Read through the lines below and copy the ones holding the string "factories".

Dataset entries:
>>

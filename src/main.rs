use std::collections::HashMap;
use std::path::PathBuf;
use std::process::ExitCode;
use std::sync::Arc;

use clap::Parser;
use tokio_util::sync::CancellationToken;

use bridge::{BridgeContext, BridgeFactory, Bridger};
use config::Config;
use gateway::Router;

mod bridge;
mod bridge_api;
mod bridge_dc;
mod bridge_tg;
mod config;
mod gateway;
mod logger;

/// 多平台聊天消息网关
#[derive(Parser, Debug)]
#[command(version, about)]
struct Cli {
    /// 配置文件路径 (.toml 或 .json)
    #[arg(short, long)]
    conf: PathBuf,

    /// 输出调试日志
    #[arg(short, long)]
    debug: bool,
}

/// 兼容 `-conf`/`-debug` 的单横线写法
fn normalize_args(args: impl Iterator<Item = String>) -> Vec<String> {
    args.map(|arg| match arg.as_str() {
        "-conf" => "--conf".to_string(),
        "-debug" => "--debug".to_string(),
        _ => match arg.strip_prefix("-conf=") {
            Some(path) => format!("--conf={}", path),
            None => arg,
        },
    })
    .collect()
}

/// 协议 => 桥的构造函数
fn factories() -> HashMap<String, BridgeFactory> {
    let mut factories: HashMap<String, BridgeFactory> = HashMap::new();
    factories.insert(
        "api".to_string(),
        Arc::new(|ctx: BridgeContext| Arc::new(bridge_api::ApiBridge::new(ctx)) as Arc<dyn Bridger>),
    );
    factories.insert(
        "telegram".to_string(),
        Arc::new(|ctx: BridgeContext| Arc::new(bridge_tg::TelegramBridge::new(ctx)) as Arc<dyn Bridger>),
    );
    factories.insert(
        "discord".to_string(),
        Arc::new(|ctx: BridgeContext| Arc::new(bridge_dc::DiscordBridge::new(ctx)) as Arc<dyn Bridger>),
    );
    factories
}

/// Ctrl-C 或 SIGTERM 时通知所有任务退出
async fn wait_for_signal(shutdown: CancellationToken) {
    #[cfg(unix)]
    {
        use tokio::signal::unix::{signal, SignalKind};
        match signal(SignalKind::terminate()) {
            Ok(mut term) => {
                tokio::select! {
                    _ = tokio::signal::ctrl_c() => {},
                    _ = term.recv() => {},
                }
            }
            Err(err) => {
                tracing::warn!("无法监听 SIGTERM: {}", err);
                let _ = tokio::signal::ctrl_c().await;
            }
        }
    }
    #[cfg(not(unix))]
    {
        let _ = tokio::signal::ctrl_c().await;
    }
    tracing::info!("收到退出信号, 正在关闭...");
    shutdown.cancel();
}

async fn serve(config: Config) -> anyhow::Result<()> {
    let shutdown = CancellationToken::new();
    let (router, receiver) = Router::new(&config, &factories(), shutdown.clone())?;
    router.start();
    tokio::spawn(wait_for_signal(shutdown));
    router.run(receiver).await;
    Ok(())
}

fn main() -> ExitCode {
    let cli = Cli::parse_from(normalize_args(std::env::args()));
    let config = match Config::load(&cli.conf) {
        Ok(config) => config,
        Err(err) => {
            eprintln!("配置错误: {}", err);
            return ExitCode::FAILURE;
        }
    };
    // 读取本地时区需要在启动多线程运行时之前
    let _guards = logger::init_logger(&config.general.log_dir, cli.debug);

    let runtime = match tokio::runtime::Builder::new_multi_thread().enable_all().build() {
        Ok(runtime) => runtime,
        Err(err) => {
            tracing::error!("创建运行时失败: {}", err);
            return ExitCode::FAILURE;
        }
    };
    match runtime.block_on(serve(config)) {
        Ok(()) => {
            tracing::info!("网关已退出");
            ExitCode::SUCCESS
        }
        Err(err) => {
            tracing::error!("网关启动失败: {:#}", err);
            ExitCode::FAILURE
        }
    }
}

#[cfg(test)]
mod test {
    use super::*;

    fn args(list: &[&str]) -> Vec<String> {
        normalize_args(list.iter().map(|arg| arg.to_string()))
    }

    #[test]
    fn go_style_flags() {
        let cli = Cli::parse_from(args(&["gateway", "-conf", "gw.toml", "-debug"]));
        assert_eq!(cli.conf, PathBuf::from("gw.toml"));
        assert!(cli.debug);

        let cli = Cli::parse_from(args(&["gateway", "-conf=gw.json"]));
        assert_eq!(cli.conf, PathBuf::from("gw.json"));
        assert!(!cli.debug);
    }

    #[test]
    fn conf_is_required() {
        assert!(Cli::try_parse_from(args(&["gateway", "-d"])).is_err());
        let cli = Cli::try_parse_from(args(&["gateway", "-c", "a.toml"])).unwrap();
        assert_eq!(cli.conf, PathBuf::from("a.toml"));
    }

    #[test]
    fn every_adapter_is_registered() {
        let factories = factories();
        for protocol in ["api", "telegram", "discord"] {
            assert!(factories.contains_key(protocol));
        }
    }
}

<<

-- Written answer --
fn factories() -> HashMap<String, BridgeFactory> {
    let mut factories: HashMap<String, BridgeFactory> = HashMap::new();
    factories.insert(
    factories.insert(
    factories.insert(
    factories
    let (router, receiver) = Router::new(&config, &factories(), shutdown.clone())?;
        let factories = factories();
            assert!(factories.contains_key(protocol));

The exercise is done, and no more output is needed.